═══ Extracted records
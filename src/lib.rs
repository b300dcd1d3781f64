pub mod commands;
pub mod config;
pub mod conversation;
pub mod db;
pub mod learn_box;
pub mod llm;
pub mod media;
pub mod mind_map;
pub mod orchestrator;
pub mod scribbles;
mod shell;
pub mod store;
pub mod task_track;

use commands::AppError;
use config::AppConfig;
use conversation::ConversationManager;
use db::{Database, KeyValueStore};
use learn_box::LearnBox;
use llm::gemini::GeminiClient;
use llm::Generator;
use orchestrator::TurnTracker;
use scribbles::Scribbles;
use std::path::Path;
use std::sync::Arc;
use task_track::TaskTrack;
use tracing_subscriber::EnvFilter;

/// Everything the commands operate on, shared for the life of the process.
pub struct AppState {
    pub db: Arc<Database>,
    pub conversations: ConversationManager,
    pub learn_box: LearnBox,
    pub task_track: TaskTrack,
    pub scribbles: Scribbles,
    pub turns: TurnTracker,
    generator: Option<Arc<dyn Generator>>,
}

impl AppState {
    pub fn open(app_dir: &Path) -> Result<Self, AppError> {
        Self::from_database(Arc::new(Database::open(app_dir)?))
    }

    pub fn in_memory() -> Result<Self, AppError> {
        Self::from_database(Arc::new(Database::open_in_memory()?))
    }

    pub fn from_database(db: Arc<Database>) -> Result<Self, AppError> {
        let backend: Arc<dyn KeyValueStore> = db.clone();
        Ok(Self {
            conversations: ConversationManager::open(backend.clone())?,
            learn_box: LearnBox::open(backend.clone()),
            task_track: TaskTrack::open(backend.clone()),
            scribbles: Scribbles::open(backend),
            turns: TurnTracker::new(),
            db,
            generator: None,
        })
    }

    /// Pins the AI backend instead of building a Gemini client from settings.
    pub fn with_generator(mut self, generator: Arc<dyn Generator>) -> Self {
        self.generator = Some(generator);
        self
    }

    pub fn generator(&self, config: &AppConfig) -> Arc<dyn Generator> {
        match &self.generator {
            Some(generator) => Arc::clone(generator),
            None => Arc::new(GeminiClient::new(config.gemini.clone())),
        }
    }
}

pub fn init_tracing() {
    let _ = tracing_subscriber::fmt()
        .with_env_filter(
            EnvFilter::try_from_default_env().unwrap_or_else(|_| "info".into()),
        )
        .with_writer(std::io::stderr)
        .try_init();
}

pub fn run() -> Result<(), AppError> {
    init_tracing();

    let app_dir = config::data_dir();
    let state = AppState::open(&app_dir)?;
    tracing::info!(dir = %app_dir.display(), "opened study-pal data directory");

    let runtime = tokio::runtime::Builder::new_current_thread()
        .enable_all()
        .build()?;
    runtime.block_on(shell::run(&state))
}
══════
═══ Extracted records
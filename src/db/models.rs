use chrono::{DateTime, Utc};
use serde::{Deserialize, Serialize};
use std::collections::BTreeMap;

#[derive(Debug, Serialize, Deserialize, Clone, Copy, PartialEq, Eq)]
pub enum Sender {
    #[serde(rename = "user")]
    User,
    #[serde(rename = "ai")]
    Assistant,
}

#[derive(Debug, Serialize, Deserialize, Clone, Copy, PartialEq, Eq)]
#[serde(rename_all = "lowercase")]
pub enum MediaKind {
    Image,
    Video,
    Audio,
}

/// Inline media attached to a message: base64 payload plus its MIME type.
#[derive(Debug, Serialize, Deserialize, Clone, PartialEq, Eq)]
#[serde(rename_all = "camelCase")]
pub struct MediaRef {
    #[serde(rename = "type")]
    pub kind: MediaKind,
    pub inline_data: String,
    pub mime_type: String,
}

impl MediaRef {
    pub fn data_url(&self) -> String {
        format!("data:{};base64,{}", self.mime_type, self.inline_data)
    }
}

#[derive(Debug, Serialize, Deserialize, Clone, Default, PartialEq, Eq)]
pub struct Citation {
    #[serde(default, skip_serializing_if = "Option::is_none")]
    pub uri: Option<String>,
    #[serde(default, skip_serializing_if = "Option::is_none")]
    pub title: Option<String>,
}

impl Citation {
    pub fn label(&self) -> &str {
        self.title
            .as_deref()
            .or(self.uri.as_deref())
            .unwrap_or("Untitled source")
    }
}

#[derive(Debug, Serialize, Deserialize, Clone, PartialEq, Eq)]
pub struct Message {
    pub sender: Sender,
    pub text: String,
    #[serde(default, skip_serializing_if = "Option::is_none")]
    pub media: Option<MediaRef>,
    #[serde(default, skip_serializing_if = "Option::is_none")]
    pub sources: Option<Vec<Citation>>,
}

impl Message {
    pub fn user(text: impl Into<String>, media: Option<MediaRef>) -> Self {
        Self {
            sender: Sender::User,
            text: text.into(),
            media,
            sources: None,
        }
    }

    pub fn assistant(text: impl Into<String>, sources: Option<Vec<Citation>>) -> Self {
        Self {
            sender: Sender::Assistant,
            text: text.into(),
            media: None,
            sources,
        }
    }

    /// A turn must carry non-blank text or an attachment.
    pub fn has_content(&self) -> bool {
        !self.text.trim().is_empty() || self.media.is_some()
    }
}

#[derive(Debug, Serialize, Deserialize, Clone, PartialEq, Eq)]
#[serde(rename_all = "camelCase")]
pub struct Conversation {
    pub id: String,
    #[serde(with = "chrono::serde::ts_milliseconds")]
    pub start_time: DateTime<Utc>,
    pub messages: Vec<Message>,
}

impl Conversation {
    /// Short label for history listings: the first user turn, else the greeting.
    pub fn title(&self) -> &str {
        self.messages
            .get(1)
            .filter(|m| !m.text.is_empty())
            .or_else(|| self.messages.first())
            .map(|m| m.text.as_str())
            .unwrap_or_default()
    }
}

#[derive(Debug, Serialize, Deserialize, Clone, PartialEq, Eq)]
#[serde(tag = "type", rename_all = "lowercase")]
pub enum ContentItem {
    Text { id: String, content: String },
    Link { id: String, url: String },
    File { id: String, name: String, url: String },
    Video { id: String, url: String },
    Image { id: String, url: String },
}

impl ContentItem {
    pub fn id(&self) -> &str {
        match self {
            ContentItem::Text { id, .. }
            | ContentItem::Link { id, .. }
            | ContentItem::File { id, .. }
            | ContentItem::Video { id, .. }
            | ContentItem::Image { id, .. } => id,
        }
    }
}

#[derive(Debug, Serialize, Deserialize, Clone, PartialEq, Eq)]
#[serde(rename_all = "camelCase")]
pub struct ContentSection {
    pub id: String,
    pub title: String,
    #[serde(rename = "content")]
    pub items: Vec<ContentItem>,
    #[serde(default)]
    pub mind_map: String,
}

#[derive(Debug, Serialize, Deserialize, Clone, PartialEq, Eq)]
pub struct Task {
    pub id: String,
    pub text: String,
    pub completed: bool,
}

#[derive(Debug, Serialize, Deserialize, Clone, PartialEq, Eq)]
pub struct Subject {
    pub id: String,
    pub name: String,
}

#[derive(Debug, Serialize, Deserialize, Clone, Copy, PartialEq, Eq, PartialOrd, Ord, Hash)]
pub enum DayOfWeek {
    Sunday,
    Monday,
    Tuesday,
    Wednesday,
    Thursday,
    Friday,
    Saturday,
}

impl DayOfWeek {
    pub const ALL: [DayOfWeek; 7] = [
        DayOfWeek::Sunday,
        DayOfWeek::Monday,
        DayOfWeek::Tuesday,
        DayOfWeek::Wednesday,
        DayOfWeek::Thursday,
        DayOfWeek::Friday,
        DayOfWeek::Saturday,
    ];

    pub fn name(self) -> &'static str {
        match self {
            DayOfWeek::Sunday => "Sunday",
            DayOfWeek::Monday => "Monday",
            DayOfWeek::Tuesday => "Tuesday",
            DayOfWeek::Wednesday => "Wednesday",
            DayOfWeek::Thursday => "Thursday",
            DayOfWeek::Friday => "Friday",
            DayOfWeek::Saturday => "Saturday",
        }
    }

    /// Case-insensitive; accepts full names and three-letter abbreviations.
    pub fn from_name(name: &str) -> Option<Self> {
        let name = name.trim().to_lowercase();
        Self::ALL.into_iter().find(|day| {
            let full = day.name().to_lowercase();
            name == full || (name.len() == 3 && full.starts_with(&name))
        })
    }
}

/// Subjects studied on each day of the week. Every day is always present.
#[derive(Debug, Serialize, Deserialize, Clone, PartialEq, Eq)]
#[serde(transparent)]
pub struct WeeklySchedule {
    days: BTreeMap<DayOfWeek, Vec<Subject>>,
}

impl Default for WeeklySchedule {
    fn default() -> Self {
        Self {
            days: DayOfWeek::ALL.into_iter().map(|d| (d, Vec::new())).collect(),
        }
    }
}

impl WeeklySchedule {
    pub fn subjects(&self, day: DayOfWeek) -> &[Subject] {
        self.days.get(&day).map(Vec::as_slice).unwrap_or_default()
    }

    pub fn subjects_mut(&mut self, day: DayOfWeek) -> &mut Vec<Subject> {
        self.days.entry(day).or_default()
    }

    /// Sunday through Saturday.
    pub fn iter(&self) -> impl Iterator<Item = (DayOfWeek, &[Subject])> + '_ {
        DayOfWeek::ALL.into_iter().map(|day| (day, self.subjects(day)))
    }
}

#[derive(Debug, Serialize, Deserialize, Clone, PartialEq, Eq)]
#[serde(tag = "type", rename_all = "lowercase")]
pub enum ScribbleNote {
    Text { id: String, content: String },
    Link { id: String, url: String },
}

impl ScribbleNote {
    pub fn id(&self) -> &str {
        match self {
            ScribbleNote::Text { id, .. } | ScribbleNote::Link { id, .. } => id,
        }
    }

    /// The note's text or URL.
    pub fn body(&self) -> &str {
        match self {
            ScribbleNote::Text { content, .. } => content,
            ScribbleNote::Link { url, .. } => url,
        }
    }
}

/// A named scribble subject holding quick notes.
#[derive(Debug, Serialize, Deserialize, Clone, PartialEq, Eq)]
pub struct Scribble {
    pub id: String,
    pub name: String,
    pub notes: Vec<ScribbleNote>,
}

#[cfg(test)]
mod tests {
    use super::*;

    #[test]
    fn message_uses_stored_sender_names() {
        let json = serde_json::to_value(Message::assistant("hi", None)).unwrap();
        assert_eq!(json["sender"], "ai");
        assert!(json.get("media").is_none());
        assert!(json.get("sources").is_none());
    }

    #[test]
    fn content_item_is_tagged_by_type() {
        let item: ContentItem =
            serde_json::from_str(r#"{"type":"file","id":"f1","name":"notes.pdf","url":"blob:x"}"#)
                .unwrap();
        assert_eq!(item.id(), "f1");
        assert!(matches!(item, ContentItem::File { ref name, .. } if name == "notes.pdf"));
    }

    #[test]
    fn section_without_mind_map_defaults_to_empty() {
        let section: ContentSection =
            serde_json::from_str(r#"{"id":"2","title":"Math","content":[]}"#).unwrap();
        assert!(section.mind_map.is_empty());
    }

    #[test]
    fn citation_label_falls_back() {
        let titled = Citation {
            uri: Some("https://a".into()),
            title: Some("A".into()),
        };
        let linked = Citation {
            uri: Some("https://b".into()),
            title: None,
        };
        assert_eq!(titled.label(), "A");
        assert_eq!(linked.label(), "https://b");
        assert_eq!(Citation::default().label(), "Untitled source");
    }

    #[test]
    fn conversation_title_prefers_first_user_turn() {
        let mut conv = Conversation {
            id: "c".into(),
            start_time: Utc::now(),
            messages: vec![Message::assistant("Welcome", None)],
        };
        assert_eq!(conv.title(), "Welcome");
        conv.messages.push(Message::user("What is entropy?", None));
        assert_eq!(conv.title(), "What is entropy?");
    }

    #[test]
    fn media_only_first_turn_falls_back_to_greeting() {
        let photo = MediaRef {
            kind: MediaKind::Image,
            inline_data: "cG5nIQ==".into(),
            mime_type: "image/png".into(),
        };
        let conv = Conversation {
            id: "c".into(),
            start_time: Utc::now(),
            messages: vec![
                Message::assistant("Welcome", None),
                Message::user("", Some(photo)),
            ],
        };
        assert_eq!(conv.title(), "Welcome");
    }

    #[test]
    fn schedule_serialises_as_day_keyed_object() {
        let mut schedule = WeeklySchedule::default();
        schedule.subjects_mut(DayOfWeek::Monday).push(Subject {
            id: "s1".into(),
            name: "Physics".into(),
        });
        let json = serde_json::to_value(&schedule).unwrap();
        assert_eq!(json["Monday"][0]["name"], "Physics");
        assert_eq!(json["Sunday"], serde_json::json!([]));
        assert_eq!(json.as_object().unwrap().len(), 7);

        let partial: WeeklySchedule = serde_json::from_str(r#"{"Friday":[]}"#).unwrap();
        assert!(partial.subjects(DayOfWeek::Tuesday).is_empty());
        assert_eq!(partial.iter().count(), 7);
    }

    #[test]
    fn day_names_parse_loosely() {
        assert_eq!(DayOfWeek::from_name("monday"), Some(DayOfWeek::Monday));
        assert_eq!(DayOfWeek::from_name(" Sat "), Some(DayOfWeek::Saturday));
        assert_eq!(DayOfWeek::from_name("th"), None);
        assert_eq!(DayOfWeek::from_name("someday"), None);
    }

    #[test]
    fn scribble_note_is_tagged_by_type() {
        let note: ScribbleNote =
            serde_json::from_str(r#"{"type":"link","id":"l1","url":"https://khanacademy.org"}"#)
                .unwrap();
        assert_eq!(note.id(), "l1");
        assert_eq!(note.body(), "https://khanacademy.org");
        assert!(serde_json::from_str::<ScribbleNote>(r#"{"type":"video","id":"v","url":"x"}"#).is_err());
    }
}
══════
═══ Extracted records
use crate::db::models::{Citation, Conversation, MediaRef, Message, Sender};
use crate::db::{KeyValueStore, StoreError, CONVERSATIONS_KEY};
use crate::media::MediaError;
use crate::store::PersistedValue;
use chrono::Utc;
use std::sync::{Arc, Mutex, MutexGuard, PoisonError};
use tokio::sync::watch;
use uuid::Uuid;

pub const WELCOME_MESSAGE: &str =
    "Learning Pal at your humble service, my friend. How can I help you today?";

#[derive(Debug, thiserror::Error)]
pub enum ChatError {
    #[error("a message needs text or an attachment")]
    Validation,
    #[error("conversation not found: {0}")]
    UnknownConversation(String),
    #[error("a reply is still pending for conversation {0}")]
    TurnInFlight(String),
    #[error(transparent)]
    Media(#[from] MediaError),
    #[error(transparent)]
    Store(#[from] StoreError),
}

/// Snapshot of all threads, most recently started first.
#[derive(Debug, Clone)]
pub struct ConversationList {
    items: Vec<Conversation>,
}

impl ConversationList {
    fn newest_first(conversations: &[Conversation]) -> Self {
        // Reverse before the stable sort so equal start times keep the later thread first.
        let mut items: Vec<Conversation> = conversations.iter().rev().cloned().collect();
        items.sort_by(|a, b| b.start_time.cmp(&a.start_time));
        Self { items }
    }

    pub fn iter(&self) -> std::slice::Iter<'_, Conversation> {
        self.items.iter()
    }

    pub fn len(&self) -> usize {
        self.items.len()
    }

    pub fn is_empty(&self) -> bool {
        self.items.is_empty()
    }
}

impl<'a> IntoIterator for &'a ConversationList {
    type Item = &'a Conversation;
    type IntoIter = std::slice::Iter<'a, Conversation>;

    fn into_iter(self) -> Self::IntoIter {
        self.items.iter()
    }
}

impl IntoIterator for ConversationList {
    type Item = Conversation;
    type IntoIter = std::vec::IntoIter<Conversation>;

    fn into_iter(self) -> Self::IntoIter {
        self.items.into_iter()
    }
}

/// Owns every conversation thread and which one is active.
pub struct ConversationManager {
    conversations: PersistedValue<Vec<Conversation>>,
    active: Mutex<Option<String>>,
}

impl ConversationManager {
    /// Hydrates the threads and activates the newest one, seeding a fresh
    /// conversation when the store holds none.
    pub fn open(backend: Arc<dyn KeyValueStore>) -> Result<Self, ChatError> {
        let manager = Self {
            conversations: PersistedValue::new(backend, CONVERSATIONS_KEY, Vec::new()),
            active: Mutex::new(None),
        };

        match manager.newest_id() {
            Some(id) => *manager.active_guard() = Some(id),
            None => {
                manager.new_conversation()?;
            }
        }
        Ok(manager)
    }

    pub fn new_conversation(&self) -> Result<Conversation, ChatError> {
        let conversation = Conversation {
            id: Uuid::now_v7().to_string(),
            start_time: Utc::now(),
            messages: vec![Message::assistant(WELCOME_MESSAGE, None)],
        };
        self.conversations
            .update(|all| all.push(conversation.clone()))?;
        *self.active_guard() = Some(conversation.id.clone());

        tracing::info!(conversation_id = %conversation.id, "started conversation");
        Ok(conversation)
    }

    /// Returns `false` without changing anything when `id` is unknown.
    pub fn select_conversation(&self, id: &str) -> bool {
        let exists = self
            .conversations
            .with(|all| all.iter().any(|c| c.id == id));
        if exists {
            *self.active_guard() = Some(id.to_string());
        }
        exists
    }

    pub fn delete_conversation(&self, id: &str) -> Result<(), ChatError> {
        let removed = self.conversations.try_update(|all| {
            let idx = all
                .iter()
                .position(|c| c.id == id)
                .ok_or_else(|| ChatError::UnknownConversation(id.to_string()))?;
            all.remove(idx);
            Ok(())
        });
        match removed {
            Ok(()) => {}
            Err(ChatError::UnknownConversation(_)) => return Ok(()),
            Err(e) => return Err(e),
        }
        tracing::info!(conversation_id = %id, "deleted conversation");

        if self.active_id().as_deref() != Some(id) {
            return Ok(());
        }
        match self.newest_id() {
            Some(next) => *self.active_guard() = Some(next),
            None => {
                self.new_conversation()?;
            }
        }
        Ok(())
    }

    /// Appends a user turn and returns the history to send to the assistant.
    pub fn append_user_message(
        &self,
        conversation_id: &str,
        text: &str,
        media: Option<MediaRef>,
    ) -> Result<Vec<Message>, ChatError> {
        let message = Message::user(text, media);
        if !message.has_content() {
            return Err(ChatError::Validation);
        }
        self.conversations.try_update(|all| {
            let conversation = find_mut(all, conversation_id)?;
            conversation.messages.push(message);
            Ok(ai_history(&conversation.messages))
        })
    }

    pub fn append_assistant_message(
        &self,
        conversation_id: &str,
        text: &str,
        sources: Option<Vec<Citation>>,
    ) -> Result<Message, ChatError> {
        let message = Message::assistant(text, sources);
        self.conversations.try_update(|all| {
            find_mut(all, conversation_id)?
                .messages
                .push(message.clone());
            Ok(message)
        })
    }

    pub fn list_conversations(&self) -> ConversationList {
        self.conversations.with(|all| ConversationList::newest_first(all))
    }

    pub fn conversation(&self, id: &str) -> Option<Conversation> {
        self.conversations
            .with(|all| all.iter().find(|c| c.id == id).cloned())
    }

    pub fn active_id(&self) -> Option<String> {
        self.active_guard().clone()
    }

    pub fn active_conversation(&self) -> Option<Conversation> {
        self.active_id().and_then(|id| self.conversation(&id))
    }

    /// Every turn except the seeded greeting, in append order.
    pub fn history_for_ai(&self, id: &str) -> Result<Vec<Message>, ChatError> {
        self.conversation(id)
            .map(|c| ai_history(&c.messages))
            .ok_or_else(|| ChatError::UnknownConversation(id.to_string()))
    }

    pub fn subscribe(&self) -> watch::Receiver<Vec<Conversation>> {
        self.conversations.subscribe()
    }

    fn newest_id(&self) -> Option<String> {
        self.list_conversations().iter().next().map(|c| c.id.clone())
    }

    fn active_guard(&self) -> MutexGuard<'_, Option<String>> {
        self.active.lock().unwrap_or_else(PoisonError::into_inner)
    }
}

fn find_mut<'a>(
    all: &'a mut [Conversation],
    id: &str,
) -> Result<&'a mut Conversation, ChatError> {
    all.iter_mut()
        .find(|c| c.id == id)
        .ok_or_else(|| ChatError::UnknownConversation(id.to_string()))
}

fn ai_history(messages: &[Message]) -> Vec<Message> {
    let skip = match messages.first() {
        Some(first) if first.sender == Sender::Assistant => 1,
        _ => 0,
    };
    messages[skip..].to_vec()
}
══════
• Problem statement: Take from the material above the lines running from the one with "#[serde(default)]" through the one with "pub fn from_name(name: &str)", and repeat them exactly, with nothing else.

• Output for this exercise:
    #[serde(default)]
    pub mind_map: String,
}

#[derive(Debug, Serialize, Deserialize, Clone, PartialEq, Eq)]
pub struct Task {
    pub id: String,
    pub text: String,
    pub completed: bool,
}

#[derive(Debug, Serialize, Deserialize, Clone, PartialEq, Eq)]
pub struct Subject {
    pub id: String,
    pub name: String,
}

#[derive(Debug, Serialize, Deserialize, Clone, Copy, PartialEq, Eq, PartialOrd, Ord, Hash)]
pub enum DayOfWeek {
    Sunday,
    Monday,
    Tuesday,
    Wednesday,
    Thursday,
    Friday,
    Saturday,
}

impl DayOfWeek {
    pub const ALL: [DayOfWeek; 7] = [
        DayOfWeek::Sunday,
        DayOfWeek::Monday,
        DayOfWeek::Tuesday,
        DayOfWeek::Wednesday,
        DayOfWeek::Thursday,
        DayOfWeek::Friday,
        DayOfWeek::Saturday,
    ];

    pub fn name(self) -> &'static str {
        match self {
            DayOfWeek::Sunday => "Sunday",
            DayOfWeek::Monday => "Monday",
            DayOfWeek::Tuesday => "Tuesday",
            DayOfWeek::Wednesday => "Wednesday",
            DayOfWeek::Thursday => "Thursday",
            DayOfWeek::Friday => "Friday",
            DayOfWeek::Saturday => "Saturday",
        }
    }

    /// Case-insensitive; accepts full names and three-letter abbreviations.
    pub fn from_name(name: &str) -> Option<Self> {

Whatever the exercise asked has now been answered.